(ACTIVITY)
Each line from the beginning of the entries below through the line that includes "for exactly one" must be returned exactly as given.

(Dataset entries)

-=-=-=-=-

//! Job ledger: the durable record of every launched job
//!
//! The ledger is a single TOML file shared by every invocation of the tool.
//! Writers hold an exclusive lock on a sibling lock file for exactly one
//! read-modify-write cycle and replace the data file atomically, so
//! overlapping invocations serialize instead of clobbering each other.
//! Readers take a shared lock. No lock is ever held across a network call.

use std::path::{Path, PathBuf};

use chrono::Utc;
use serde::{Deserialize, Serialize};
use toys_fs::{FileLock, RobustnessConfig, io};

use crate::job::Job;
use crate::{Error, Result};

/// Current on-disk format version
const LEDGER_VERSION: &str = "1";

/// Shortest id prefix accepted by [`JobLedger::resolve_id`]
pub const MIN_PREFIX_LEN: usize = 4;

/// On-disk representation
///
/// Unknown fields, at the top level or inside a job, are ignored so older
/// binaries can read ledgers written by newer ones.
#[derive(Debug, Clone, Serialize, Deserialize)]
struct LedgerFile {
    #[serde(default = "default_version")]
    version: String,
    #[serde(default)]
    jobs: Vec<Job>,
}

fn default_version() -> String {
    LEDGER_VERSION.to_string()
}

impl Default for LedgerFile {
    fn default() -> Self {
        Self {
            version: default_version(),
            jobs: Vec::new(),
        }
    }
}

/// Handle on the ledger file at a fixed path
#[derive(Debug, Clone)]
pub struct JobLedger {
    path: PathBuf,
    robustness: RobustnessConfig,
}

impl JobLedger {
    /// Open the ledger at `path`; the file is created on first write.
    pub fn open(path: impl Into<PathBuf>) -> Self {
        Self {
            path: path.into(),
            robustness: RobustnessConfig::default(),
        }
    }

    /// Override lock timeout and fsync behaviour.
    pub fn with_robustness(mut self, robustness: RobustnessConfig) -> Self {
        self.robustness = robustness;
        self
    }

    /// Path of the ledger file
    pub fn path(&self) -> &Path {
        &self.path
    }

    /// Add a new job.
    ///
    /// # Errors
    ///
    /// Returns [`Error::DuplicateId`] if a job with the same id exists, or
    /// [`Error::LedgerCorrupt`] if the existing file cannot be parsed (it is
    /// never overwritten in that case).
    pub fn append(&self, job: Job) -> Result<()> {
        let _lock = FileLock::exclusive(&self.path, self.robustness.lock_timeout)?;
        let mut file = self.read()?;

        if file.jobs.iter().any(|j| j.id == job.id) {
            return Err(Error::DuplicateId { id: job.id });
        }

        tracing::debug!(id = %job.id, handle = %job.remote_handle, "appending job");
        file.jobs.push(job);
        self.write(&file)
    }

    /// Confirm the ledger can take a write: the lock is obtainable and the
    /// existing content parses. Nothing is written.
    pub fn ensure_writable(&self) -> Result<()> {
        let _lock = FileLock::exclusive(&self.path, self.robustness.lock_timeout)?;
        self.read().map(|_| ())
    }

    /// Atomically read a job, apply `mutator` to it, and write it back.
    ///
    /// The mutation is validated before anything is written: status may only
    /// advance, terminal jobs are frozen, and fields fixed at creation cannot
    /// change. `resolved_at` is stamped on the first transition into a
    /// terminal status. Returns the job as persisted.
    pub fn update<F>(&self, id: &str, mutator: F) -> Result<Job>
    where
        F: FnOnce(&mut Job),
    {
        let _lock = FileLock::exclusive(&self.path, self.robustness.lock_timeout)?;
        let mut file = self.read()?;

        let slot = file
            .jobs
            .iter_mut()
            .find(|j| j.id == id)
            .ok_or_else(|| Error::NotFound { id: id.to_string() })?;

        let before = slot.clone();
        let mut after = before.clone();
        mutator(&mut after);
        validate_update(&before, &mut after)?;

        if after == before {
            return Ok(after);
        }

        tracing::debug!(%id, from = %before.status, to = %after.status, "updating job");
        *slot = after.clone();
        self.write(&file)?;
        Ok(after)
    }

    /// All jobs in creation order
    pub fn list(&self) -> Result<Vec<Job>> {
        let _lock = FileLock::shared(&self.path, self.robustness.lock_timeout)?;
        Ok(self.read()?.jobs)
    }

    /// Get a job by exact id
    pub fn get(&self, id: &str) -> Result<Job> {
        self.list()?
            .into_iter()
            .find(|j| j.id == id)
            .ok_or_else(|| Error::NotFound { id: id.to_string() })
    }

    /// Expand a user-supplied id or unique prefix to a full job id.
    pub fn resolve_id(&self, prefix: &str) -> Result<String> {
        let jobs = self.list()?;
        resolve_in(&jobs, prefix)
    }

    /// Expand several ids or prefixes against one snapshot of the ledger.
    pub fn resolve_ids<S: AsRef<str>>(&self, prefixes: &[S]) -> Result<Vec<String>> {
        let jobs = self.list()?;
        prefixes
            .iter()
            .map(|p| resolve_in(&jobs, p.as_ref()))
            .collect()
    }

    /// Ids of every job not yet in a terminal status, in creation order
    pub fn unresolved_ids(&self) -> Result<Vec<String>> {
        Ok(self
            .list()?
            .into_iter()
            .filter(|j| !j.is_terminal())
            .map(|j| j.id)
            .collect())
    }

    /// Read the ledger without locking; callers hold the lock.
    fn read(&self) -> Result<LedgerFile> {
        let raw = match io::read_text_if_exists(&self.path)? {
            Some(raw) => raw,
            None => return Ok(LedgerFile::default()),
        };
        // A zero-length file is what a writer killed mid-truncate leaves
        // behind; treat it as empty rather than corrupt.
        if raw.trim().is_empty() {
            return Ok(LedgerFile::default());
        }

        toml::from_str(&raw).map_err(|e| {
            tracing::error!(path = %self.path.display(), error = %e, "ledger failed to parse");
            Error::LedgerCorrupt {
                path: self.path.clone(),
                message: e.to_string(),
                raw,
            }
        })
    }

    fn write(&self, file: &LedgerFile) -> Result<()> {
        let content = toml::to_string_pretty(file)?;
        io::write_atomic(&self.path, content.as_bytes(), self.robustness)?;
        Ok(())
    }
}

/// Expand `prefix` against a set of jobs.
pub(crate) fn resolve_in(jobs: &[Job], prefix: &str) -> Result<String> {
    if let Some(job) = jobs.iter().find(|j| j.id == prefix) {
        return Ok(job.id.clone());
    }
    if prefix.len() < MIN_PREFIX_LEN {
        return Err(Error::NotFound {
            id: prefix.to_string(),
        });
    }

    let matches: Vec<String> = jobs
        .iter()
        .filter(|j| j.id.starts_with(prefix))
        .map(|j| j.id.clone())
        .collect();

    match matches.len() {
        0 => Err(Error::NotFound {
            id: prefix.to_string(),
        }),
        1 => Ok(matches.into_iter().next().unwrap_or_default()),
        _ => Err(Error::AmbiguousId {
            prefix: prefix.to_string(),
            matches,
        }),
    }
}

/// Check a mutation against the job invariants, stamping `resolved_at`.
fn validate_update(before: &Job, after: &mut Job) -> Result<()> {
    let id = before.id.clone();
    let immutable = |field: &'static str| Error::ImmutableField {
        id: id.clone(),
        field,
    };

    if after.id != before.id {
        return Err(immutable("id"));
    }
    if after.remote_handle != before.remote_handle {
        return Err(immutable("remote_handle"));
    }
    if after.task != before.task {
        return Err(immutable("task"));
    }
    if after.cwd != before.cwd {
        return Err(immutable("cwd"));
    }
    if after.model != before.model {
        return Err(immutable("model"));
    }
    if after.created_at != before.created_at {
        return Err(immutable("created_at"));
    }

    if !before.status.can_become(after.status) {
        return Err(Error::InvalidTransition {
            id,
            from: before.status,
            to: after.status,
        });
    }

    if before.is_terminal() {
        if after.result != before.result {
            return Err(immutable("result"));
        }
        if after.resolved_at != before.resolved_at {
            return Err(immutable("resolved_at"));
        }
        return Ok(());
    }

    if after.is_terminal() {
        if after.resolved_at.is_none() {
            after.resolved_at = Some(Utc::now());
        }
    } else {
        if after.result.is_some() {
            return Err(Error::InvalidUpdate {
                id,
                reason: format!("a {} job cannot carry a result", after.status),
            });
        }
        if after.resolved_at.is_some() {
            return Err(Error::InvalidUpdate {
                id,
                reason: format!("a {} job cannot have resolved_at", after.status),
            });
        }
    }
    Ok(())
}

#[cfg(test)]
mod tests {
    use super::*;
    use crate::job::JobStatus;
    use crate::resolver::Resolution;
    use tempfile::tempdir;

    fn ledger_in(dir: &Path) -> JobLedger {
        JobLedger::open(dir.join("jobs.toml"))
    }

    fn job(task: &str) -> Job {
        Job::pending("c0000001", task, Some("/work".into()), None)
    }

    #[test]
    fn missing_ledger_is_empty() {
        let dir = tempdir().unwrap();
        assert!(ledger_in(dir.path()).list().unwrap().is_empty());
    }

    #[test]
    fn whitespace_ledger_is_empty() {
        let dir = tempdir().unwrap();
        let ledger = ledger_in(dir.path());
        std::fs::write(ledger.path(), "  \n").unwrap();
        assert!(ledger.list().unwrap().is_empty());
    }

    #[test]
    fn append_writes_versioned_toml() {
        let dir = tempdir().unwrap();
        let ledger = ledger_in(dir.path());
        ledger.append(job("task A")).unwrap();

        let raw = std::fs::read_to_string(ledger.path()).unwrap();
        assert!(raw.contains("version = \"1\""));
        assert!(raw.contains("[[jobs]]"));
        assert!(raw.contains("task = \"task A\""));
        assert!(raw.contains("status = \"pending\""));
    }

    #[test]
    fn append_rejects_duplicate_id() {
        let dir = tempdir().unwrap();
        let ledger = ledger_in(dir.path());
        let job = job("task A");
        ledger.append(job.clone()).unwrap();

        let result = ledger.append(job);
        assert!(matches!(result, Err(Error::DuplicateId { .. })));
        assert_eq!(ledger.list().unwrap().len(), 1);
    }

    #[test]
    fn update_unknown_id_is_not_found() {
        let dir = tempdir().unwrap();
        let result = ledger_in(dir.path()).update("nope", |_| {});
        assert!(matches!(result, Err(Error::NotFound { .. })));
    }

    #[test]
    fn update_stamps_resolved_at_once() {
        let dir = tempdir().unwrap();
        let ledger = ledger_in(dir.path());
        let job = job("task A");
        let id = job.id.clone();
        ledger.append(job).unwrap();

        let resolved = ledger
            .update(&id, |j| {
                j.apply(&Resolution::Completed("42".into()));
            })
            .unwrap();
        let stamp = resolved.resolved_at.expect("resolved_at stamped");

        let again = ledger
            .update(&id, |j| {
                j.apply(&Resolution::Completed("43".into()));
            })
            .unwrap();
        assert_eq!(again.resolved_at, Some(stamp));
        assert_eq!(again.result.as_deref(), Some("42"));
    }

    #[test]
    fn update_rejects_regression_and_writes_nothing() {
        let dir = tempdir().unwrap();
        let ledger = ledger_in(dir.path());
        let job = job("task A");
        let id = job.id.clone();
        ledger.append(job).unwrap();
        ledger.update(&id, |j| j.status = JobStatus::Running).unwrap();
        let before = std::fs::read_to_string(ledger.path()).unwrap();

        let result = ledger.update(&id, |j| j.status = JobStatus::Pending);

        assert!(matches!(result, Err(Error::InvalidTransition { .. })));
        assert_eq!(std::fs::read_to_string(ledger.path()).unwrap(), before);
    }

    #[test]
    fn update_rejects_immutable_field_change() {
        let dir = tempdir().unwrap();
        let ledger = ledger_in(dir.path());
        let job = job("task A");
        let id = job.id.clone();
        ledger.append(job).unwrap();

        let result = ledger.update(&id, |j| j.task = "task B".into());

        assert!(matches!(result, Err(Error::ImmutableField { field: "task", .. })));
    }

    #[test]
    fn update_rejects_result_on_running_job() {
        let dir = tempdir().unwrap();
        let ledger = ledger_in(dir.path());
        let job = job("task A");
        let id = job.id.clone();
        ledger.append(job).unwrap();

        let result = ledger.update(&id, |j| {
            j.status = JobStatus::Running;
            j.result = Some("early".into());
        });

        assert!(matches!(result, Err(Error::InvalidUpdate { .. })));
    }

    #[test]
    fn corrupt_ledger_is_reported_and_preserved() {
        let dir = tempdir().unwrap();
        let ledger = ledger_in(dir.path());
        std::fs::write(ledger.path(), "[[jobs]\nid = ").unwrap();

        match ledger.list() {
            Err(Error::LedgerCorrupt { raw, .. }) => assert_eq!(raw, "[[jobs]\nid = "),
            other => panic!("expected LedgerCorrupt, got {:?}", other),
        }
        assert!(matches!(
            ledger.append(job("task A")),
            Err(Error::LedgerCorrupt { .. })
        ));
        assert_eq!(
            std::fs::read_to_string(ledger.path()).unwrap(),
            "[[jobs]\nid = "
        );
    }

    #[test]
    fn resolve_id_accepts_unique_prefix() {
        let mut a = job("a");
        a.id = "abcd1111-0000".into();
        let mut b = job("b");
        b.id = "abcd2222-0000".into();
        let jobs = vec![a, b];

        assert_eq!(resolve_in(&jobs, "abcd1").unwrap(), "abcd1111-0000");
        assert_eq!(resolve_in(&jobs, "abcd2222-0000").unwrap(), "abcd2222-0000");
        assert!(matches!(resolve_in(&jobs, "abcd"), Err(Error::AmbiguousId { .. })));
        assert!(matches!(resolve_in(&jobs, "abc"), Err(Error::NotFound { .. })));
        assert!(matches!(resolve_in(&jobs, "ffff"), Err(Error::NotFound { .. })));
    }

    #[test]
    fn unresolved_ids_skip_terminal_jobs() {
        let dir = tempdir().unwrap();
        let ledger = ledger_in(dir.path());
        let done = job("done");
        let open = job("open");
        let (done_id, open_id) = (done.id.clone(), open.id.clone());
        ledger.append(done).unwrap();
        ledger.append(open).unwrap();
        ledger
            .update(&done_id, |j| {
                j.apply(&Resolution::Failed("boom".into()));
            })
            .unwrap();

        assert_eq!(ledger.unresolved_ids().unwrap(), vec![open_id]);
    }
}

-=-=-=-=-

(EXERCISE RESPONSE)
//! Job ledger: the durable record of every launched job
//!
//! The ledger is a single TOML file shared by every invocation of the tool.
//! Writers hold an exclusive lock on a sibling lock file for exactly one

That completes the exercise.